Returns an (approximate) number of lines containing data in the input_file.

Assumes that the only comment lines in the file occur at the beginning. Comment lines are assumed to begin with ‘#’.

Parameters:
  • input_file (string, required) – The input filename for the Rockstar/Consistent Trees file
  • ndatabytes (integer, optional) – The total number of bytes being processed. If not passed, the entire disk size of the input_file minus the initial header lines will be used (i.e. assumes that the entire file is being processed)
Returns:

approx_totnumhalos (integer) – The approximate number of halos in the input file. The actual number of halos should be close but can be smaller/greater than the approximate value.

uchuutools.utils.generic_reader(filename, mode='rt')[source]

Returns a file-reader with capability to read line-by-line for both compressed and normal text files.

Parameters:
  • filename (string, required) – The filename for the associated input/output.

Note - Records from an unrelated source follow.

//! The tagger plugin and its per-session settings.

use anyhow::{Context, Result, bail};
use pluginhooks::{PacketRequest, PacketResponse, Plugin, PluginError, SessionConfig, Value};
use tracing::info;

/// Settings from the command line, overridable per session.
#[derive(Debug, Clone)]
pub struct Defaults {
    /// Suffix appended to matching received packets.
    pub suffix: String,
    /// Packet type that gets the suffix.
    pub packet_type: String,
    /// Packet types stopped in both directions.
    pub blocked: Vec<String>,
}

/// Effective settings for one session.
#[derive(Debug)]
struct Settings<'a> {
    /// Suffix to append.
    suffix: &'a str,
    /// Types to stop.
    blocked: Vec<&'a str>,
}

impl<'a> Settings<'a> {
    /// Merges the session's `suffix` / `block` keys over the defaults.
    fn resolve(defaults: &'a Defaults, session: &'a SessionConfig) -> Result<Self> {
        let suffix = match session.config.get("suffix") {
            None => defaults.suffix.as_str(),
            Some(v) => v.as_str().context("config key `suffix` must be a string")?,
        };

        let mut blocked: Vec<&str> = defaults.blocked.iter().map(String::as_str).collect();
        if let Some(v) = session.config.get("block") {
            blocked.extend(block_list(v)?);
        }

        Ok(Self { suffix, blocked })
    }

    /// Returns `true` if packets of `packet_type` must be stopped.
    fn blocks(&self, packet_type: &str) -> bool {
        self.blocked.iter().any(|t| *t == packet_type)
    }
}

/// Reads the `block` key: a list of packet type strings.
fn block_list(value: &Value) -> Result<Vec<&str>> {
    let Some(items) = value.as_list() else {
        bail!("config key `block` must be a list of strings");
    };
    items
        .iter()
        .enumerate()
        .map(|(i, item)| {
            item.as_str()
                .with_context(|| format!("config key `block`: item {i} is not a string"))
        })
        .collect()
}

/// Appends a suffix to one packet type and blocks others.
#[derive(Debug)]
pub struct Tagger {
    /// Command-line settings.
    defaults: Defaults,
}

impl Tagger {
    /// Creates the plugin.
    pub const fn new(defaults: Defaults) -> Self {
        Self { defaults }
    }

    /// Resolves settings, turning errors into plugin failures.
    fn settings<'a>(&'a self, session: &'a SessionConfig) -> Result<Settings<'a>, PluginError> {
        Settings::resolve(&self.defaults, session).map_err(|e| PluginError::new(format!("{e:#}")))
    }

    /// Shared handling for both directions.
    fn check_blocked(
        settings: &Settings<'_>,
        request: &PacketRequest,
        response: &mut PacketResponse,
    ) -> bool {
        if settings.blocks(&request.packet_type) {
            response.fail(format!("packet type {:?} is blocked", request.packet_type));
            return true;
        }
        false
    }
}

impl Plugin for Tagger {
    async fn on_connect(&self, config: &SessionConfig) -> Result<(), PluginError> {
        let settings = self.settings(config)?;
        info!(
            session = %config.session_id,
            connection = %config.connection_name,
            verb = %config.client_verb,
            suffix = %settings.suffix,
            blocked = settings.blocked.len(),
            "session opened"
        );
        Ok(())
    }

    async fn on_receive(
        &self,
        session: &SessionConfig,
        request: &PacketRequest,
        response: &mut PacketResponse,
    ) -> Result<(), PluginError> {
        let settings = self.settings(session)?;
        if Self::check_blocked(&settings, request, response) {
            return Ok(());
        }
        if request.packet_type == self.defaults.packet_type {
            response.mutate([request.payload.as_slice(), settings.suffix.as_bytes()].concat());
        }
        Ok(())
    }

    async fn on_send(
        &self,
        session: &SessionConfig,
        request: &PacketRequest,
        response: &mut PacketResponse,
    ) -> Result<(), PluginError> {
        let settings = self.settings(session)?;
        Self::check_blocked(&settings, request, response);
        Ok(())
    }
}

#[cfg(test)]
mod tests {
    use std::sync::Arc;

    use pluginhooks::{Call, ErrorCode, Reply, Session, Verdict};

    use super::*;

    fn tagger() -> Arc<Tagger> {
        Arc::new(Tagger::new(Defaults {
            suffix: "-tagged".into(),
            packet_type: "http".into(),
            blocked: vec!["telnet".into()],
        }))
    }

    async fn open(config: &[(&str, Value)]) -> (Session<Tagger>, Reply) {
        let mut session = Session::new(tagger());
        let reply = session
            .handle(Call::Connect(SessionConfig {
                session_id: "s-1".into(),
                config: config
                    .iter()
                    .map(|(k, v)| ((*k).to_owned(), v.clone()))
                    .collect(),
                ..SessionConfig::default()
            }))
            .await;
        (session, reply)
    }

    #[tokio::test]
    async fn session_suffix_overrides_default() {
        let (mut session, reply) = open(&[("suffix", Value::from("mutated"))]).await;
        assert_eq!(reply, Reply::Connected);

        let reply = session
            .handle(Call::Receive(PacketRequest::new("http", b"GET /".to_vec())))
            .await;
        assert_eq!(reply, Reply::Verdict(Verdict::Mutate(b"GET /mutated".to_vec())));
    }

    #[tokio::test]
    async fn default_suffix_and_other_types_forwarded() {
        let (mut session, _) = open(&[]).await;

        let reply = session
            .handle(Call::Receive(PacketRequest::new("http", b"GET /".to_vec())))
            .await;
        assert_eq!(reply, Reply::Verdict(Verdict::Mutate(b"GET /-tagged".to_vec())));

        let reply = session
            .handle(Call::Receive(PacketRequest::new("pg", b"SELECT 1".to_vec())))
            .await;
        assert_eq!(reply, Reply::Verdict(Verdict::Forward));

        // Sends are never tagged.
        let reply = session
            .handle(Call::Send(PacketRequest::new("http", b"200 OK".to_vec())))
            .await;
        assert_eq!(reply, Reply::Verdict(Verdict::Forward));
    }

    #[tokio::test]
    async fn blocked_types_stop_in_both_directions() {
        let (mut session, _) = open(&[("block", Value::from(vec!["ssh"]))]).await;

        for call in [
            Call::Send(PacketRequest::new("ssh", b"x".to_vec())),
            Call::Receive(PacketRequest::new("telnet", b"x".to_vec())),
        ] {
            match session.handle(call).await {
                Reply::Verdict(Verdict::Stop(info)) => {
                    assert_eq!(info.code, ErrorCode::Plugin);
                    assert!(info.message.contains("is blocked"), "{}", info.message);
                }
                other => panic!("expected Stop, got {other:?}"),
            }
        }
    }

    #[tokio::test]
    async fn malformed_config_aborts_session() {
        let (mut session, reply) = open(&[("suffix", Value::Int(5))]).await;
        match reply {
            Reply::Aborted(info) => assert_eq!(info.message, "config key `suffix` must be a string"),
            other => panic!("expected Aborted, got {other:?}"),
        }

        let (_, reply) = open(&[("block", Value::from(vec![Value::Int(1)]))]).await;
        match reply {
            Reply::Aborted(info) => {
                assert_eq!(info.message, "config key `block`: item 0 is not a string");
            }
            other => panic!("expected Aborted, got {other:?}"),
        }

        let reply = session
            .handle(Call::Receive(PacketRequest::new("http", b"GET /".to_vec())))
            .await;
        assert!(matches!(reply, Reply::Error(info) if info.code == ErrorCode::Aborted));
    }
}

Can be a compressed (.bz2, .gz, .xz, .zip) file as well as a regular ascii file
  • mode (string, optional, default: ‘rt’ (readonly-text mode)) – Controls the kind of i/o operation that will be performed
Returns:

f (file handle, generator) – Yields a generator that has the readline feature (i.e., supports the paradigm for line in f:). This file-reader generator is suitable for use in with statements, e.g., with generic_reader(<fname>) as f:

uchuutools.utils.get_metadata(input_file)[source]

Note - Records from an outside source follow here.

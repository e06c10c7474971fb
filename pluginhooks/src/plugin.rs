//! The callback contract a plugin author implements.

use std::fmt;
use std::future::Future;

use pluginhooks_proto::{ErrorInfo, PacketRequest, SessionConfig, Verdict};

/// Failure reported by a plugin callback.
///
/// Deliberately opaque: the host only needs to know that processing must
/// stop, and the message is shown to operators.
#[derive(Debug, Clone, PartialEq, Eq, thiserror::Error)]
#[error("{message}")]
pub struct PluginError {
    /// Human-readable description.
    message: String,
}

impl PluginError {
    /// Creates an error from any displayable value.
    pub fn new(message: impl fmt::Display) -> Self {
        Self {
            message: message.to_string(),
        }
    }

    /// The error message.
    pub fn message(&self) -> &str {
        &self.message
    }
}

impl From<&str> for PluginError {
    fn from(message: &str) -> Self {
        Self::new(message)
    }
}

impl From<String> for PluginError {
    fn from(message: String) -> Self {
        Self { message }
    }
}

impl From<PluginError> for ErrorInfo {
    fn from(err: PluginError) -> Self {
        Self::plugin(err.message)
    }
}

/// A callback's verdict for one packet.
///
/// Starts empty, which means "forward the original packet unchanged".
#[derive(Debug, Clone, Default, PartialEq, Eq)]
pub struct PacketResponse {
    /// Replacement payload.
    payload: Option<Vec<u8>>,
    /// Failure; wins over any payload.
    error: Option<PluginError>,
}

impl PacketResponse {
    /// Replaces the packet payload.
    ///
    /// An empty payload is a real mutation, not a pass-through.
    pub fn mutate(&mut self, payload: impl Into<Vec<u8>>) {
        self.payload = Some(payload.into());
    }

    /// Marks the packet as failed: it is dropped and processing of this
    /// direction stops.
    pub fn fail(&mut self, error: impl Into<PluginError>) {
        self.error = Some(error.into());
    }

    /// The replacement payload, if any.
    pub fn payload(&self) -> Option<&[u8]> {
        self.payload.as_deref()
    }

    /// The failure, if any.
    pub const fn error(&self) -> Option<&PluginError> {
        self.error.as_ref()
    }

    /// Returns `true` if the packet will be stopped.
    pub const fn is_stopped(&self) -> bool {
        self.error.is_some()
    }

    /// Resolves the wire verdict from the response and the callback result.
    ///
    /// Precedence: returned error, then failure field, then payload.
    pub(crate) fn into_verdict(self, result: Result<(), PluginError>) -> Verdict {
        match (result, self.error, self.payload) {
            (Err(err), _, _) | (Ok(()), Some(err), _) => Verdict::Stop(err.into()),
            (Ok(()), None, Some(payload)) => Verdict::Mutate(payload),
            (Ok(()), None, None) => Verdict::Forward,
        }
    }
}

/// Packet-processing callbacks for a connection-proxying host.
///
/// One value serves every session of the process, so callbacks take `&self`
/// and may run concurrently for different sessions. Calls within a single
/// session arrive in order: one [`on_connect`](Plugin::on_connect), then any
/// number of [`on_receive`](Plugin::on_receive) / [`on_send`](Plugin::on_send).
///
/// Implementations may use `async fn`:
///
/// ```
/// use pluginhooks::{PacketRequest, PacketResponse, Plugin, PluginError, SessionConfig};
///
/// struct Upper;
///
/// impl Plugin for Upper {
///     async fn on_connect(&self, _config: &SessionConfig) -> Result<(), PluginError> {
///         Ok(())
///     }
///
///     async fn on_receive(
///         &self,
///         _session: &SessionConfig,
///         request: &PacketRequest,
///         response: &mut PacketResponse,
///     ) -> Result<(), PluginError> {
///         response.mutate(request.payload.to_ascii_uppercase());
///         Ok(())
///     }
///
///     async fn on_send(
///         &self,
///         _session: &SessionConfig,
///         _request: &PacketRequest,
///         _response: &mut PacketResponse,
///     ) -> Result<(), PluginError> {
///         Ok(())
///     }
/// }
/// ```
pub trait Plugin: Send + Sync + 'static {
    /// Called once when a session starts.
    ///
    /// Returning an error aborts the session; no packet callback follows.
    fn on_connect(
        &self,
        config: &SessionConfig,
    ) -> impl Future<Output = Result<(), PluginError>> + Send;

    /// Called for each packet received from the remote peer, before it
    /// reaches its destination.
    ///
    /// Leave `response` untouched to forward the packet unchanged, call
    /// [`PacketResponse::mutate`] to replace it, or fail (via
    /// [`PacketResponse::fail`] or an `Err`) to stop.
    fn on_receive(
        &self,
        session: &SessionConfig,
        request: &PacketRequest,
        response: &mut PacketResponse,
    ) -> impl Future<Output = Result<(), PluginError>> + Send;

    /// Called for each packet about to be sent toward the client.
    ///
    /// Same contract as [`on_receive`](Plugin::on_receive).
    fn on_send(
        &self,
        session: &SessionConfig,
        request: &PacketRequest,
        response: &mut PacketResponse,
    ) -> impl Future<Output = Result<(), PluginError>> + Send;
}

#[cfg(test)]
mod tests {
    use pluginhooks_proto::ErrorCode;

    use super::*;

    #[test]
    fn untouched_response_forwards() {
        assert_eq!(PacketResponse::default().into_verdict(Ok(())), Verdict::Forward);
    }

    #[test]
    fn mutation_is_forwarded() {
        let mut resp = PacketResponse::default();
        resp.mutate(b"GET /mutated".to_vec());
        assert_eq!(
            resp.into_verdict(Ok(())),
            Verdict::Mutate(b"GET /mutated".to_vec())
        );
    }

    #[test]
    fn failure_field_wins_over_payload() {
        let mut resp = PacketResponse::default();
        resp.mutate("ignored");
        resp.fail("blocked");
        assert!(resp.is_stopped());

        match resp.into_verdict(Ok(())) {
            Verdict::Stop(info) => {
                assert_eq!(info.code, ErrorCode::Plugin);
                assert_eq!(info.message, "blocked");
            }
            other => panic!("expected Stop, got {other:?}"),
        }
    }

    #[test]
    fn returned_error_wins_over_everything() {
        let mut resp = PacketResponse::default();
        resp.mutate("ignored");
        resp.fail("from field");

        match resp.into_verdict(Err(PluginError::new("from result"))) {
            Verdict::Stop(info) => assert_eq!(info.message, "from result"),
            other => panic!("expected Stop, got {other:?}"),
        }
    }
}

Returns metadata information for input_file. Includes all comment lines in the header, Rockstar/Consistent-Trees version, and the input catalog type (either Rockstar or Consistent-Trees).

Assumes that the only comment lines in the file occur at the beginning. Comment lines are assumed to begin with ‘#’.

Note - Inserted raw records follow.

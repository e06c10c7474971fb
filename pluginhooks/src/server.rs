//! Bootstrap and per-connection dispatch.

use std::io;
use std::sync::Arc;

use pluginhooks_proto::{
    CORE_PROTOCOL_VERSION, Call, ErrorCode, ErrorInfo, Hello, HelloAck, Reply, Verdict,
};
use tokio::io::{AsyncRead, AsyncWrite, AsyncWriteExt, BufReader, BufWriter};
use tracing::{debug, error, info, warn};

use crate::config::ServeConfig;
use crate::plugin::Plugin;
use crate::session::Session;
use crate::transport::Transport;

/// A plugin bound to the single name and handshake it is served under.
#[derive(Debug)]
pub struct Registration<P> {
    /// Handshake and name.
    config: ServeConfig,
    /// The plugin shared by every session.
    plugin: Arc<P>,
}

impl<P: Plugin> Registration<P> {
    /// Binds `plugin` to the name and handshake in `config`.
    pub fn new(config: ServeConfig, plugin: P) -> Self {
        Self {
            config,
            plugin: Arc::new(plugin),
        }
    }

    /// The serve configuration.
    pub const fn config(&self) -> &ServeConfig {
        &self.config
    }

    /// Checks a host's hello against the handshake and registered name.
    pub fn accept(&self, hello: &Hello) -> Result<(), ErrorInfo> {
        if hello.core_version != CORE_PROTOCOL_VERSION {
            return Err(ErrorInfo::version_mismatch(format!(
                "host core protocol v{}, plugin core protocol v{CORE_PROTOCOL_VERSION}",
                hello.core_version
            )));
        }
        let expected = self.config.handshake.protocol_version;
        if hello.protocol_version != expected {
            return Err(ErrorInfo::version_mismatch(format!(
                "host protocol v{}, plugin protocol v{expected}",
                hello.protocol_version
            )));
        }
        if hello.plugin != self.config.plugin_name {
            return Err(ErrorInfo::new(
                ErrorCode::UnknownPlugin,
                format!(
                    "unknown plugin {:?}; this process serves {:?}",
                    hello.plugin, self.config.plugin_name
                ),
            ));
        }
        Ok(())
    }

    /// Opens a fresh session on the registered plugin.
    pub fn session(&self) -> Session<P> {
        Session::new(Arc::clone(&self.plugin))
    }
}

/// Serves one host connection until EOF.
///
/// The first frame must be a [`Hello`]; a rejected hello is answered with
/// [`HelloAck::Error`] and the connection is closed. Afterwards every
/// [`Call`] gets exactly one reply. A session aborted by `on_connect` is
/// closed right after its reply.
pub async fn handle_connection<P, S>(registration: &Registration<P>, stream: S) -> io::Result<()>
where
    P: Plugin,
    S: AsyncRead + AsyncWrite,
{
    let (reader, writer) = tokio::io::split(stream);
    let mut r = BufReader::new(reader);
    let mut w = BufWriter::new(writer);

    let hello: Hello = match pluginhooks_proto::recv(&mut r).await {
        Ok(h) => h,
        // Clean disconnect.
        Err(e) if e.kind() == io::ErrorKind::UnexpectedEof => return Ok(()),
        Err(e) => return Err(e),
    };

    if let Err(err) = registration.accept(&hello) {
        warn!(plugin = %hello.plugin, error = %err, "handshake rejected");
        pluginhooks_proto::send(&mut w, &HelloAck::Error(err)).await?;
        return w.flush().await;
    }
    pluginhooks_proto::send(&mut w, &HelloAck::Ready).await?;
    w.flush().await?;

    let mut session = registration.session();
    loop {
        let call: Call = match pluginhooks_proto::recv(&mut r).await {
            Ok(call) => call,
            Err(e) if e.kind() == io::ErrorKind::UnexpectedEof => return Ok(()),
            Err(e) => return Err(e),
        };
        debug!(method = %call.method(), "call");

        let reply = session.handle(call).await;
        match pluginhooks_proto::send(&mut w, &reply).await {
            // Encoding fails before any byte is written, so the stream is
            // still in sync and a replacement reply can follow.
            Err(e) if e.kind() == io::ErrorKind::InvalidData => {
                warn!(error = %e, "reply could not be encoded");
                pluginhooks_proto::send(&mut w, &unencodable(&reply)).await?;
            }
            res => res?,
        }
        w.flush().await?;

        if session.is_aborted() {
            return Ok(());
        }
    }
}

/// Stands in for a reply too large for one frame.
///
/// An oversized verdict stops the packet; anything else becomes an
/// internal error. The session stays open either way.
fn unencodable(reply: &Reply) -> Reply {
    match reply {
        Reply::Verdict(_) => Reply::Verdict(Verdict::Stop(ErrorInfo::new(
            ErrorCode::Internal,
            "mutated payload exceeds 16 MiB frame limit",
        ))),
        _ => Reply::Error(ErrorInfo::new(
            ErrorCode::Internal,
            "reply exceeds 16 MiB frame limit",
        )),
    }
}

/// Serves `plugin` over `transport` until the transport stops or the
/// process receives SIGINT/SIGTERM.
pub async fn serve_with<P, T>(config: ServeConfig, plugin: P, transport: T) -> crate::Result<()>
where
    P: Plugin,
    T: Transport,
{
    info!(
        plugin = %config.plugin_name,
        protocol_version = config.handshake.protocol_version,
        "serving plugin"
    );
    let registration = Arc::new(Registration::new(config, plugin));

    tokio::select! {
        res = transport.serve(registration) => res,
        () = shutdown_signal() => {
            info!("shutdown signal received");
            Ok(())
        }
    }
}

/// Starts the plugin process; call this from `main`.
///
/// Reads `MAGIC_COOKIE_KEY`, `MAGIC_COOKIE_VAL`, `PLUGIN_NAME` and
/// `PLUGIN_VERSION`, checks that the host exported the magic cookie, then
/// serves over the default Unix socket transport.
///
/// Never returns. Invalid configuration is reported on stderr and the
/// process exits with status 1 before any socket is opened; a clean
/// shutdown exits with status 0.
#[cfg(unix)]
#[allow(clippy::print_stderr)]
pub fn serve<P: Plugin>(plugin: P) -> ! {
    let code = match run(plugin) {
        Ok(()) => 0,
        Err(err) => {
            error!(%err, "plugin stopped");
            eprintln!("[pluginhooks] {err}");
            1
        }
    };
    std::process::exit(code)
}

/// Validates the environment and blocks on [`serve_with`].
#[cfg(unix)]
fn run<P: Plugin>(plugin: P) -> crate::Result<()> {
    bootstrap(plugin, |key| std::env::var(key).ok())
}

/// Configuration is fully checked before a runtime or socket exists.
#[cfg(unix)]
fn bootstrap<P: Plugin>(plugin: P, lookup: impl Fn(&str) -> Option<String>) -> crate::Result<()> {
    let config = ServeConfig::from_lookup(&lookup)?;
    config.handshake.verify_cookie(&lookup)?;

    let runtime = tokio::runtime::Builder::new_multi_thread()
        .enable_all()
        .build()?;
    runtime.block_on(serve_with(
        config,
        plugin,
        crate::transport::UnixTransport::new(),
    ))
}

/// Resolves on Ctrl-C or, on Unix, SIGTERM.
async fn shutdown_signal() {
    let ctrl_c = async {
        if tokio::signal::ctrl_c().await.is_err() {
            std::future::pending::<()>().await;
        }
    };

    #[cfg(unix)]
    {
        use tokio::signal::unix::{SignalKind, signal};

        match signal(SignalKind::terminate()) {
            Ok(mut term) => {
                tokio::select! {
                    () = ctrl_c => {}
                    _ = term.recv() => {}
                }
            }
            Err(_) => ctrl_c.await,
        }
    }

    #[cfg(not(unix))]
    ctrl_c.await;
}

Parameters:input_file (string, required) – The input filename for the Rockstar/Consistent Trees file Compressed files (‘.bz2’, ‘.gz’, ‘.xz’, ‘.zip’) are also allowed as valid kinds of input_file
Returns:
  • metadata_dict (dictionary) – The dictionary contains four key-value pairs corresponding to the keys: [‘metadata’, ‘version’, ‘catalog_type’, ‘headerline’].
  • metadata (string) – All lines in the beginning of the file that start with the character ‘#’.
  • version (string) – Rockstar or Consistent-Trees version that was used to generate input_file
  • catalog_type (string) – Is one of [Rockstar, Consistent Trees, Consistent Trees (hlist)] and indicates what kind of catalog is contained in input_file
  • headerline (string) – The first line in the input file with any leading/trailing white-space, and any leading ‘#’ removed
uchuutools.utils.resize_halo_datasets(halos_dset, new_size, write_halo_props_cont, dtype)[source]

Resizes the halo datasets

Parameters:
  • halos_dset (dictionary, required)
  • new_size (scalar integer, required)
  • write_halo_props_cont (boolean, required) – Controls if the individual halo properties are written as distinct datasets such that any given property for ALL halos is written contiguously (structure of arrays, SOA).
  • dtype (numpy datatype)
Returns:

Returns True on successful completion

uchuutools.utils.check_and_decompress(fname)[source]

Decompresses the input file (if necessary) and returns the decompressed filename

Parameters:fname (string, required) – Input filename, can be compressed
Returns:decomp_fname (string) – The decompressed filename
uchuutools.utils.distribute_array_over_ntasks(cost_array, rank, ntasks)[source]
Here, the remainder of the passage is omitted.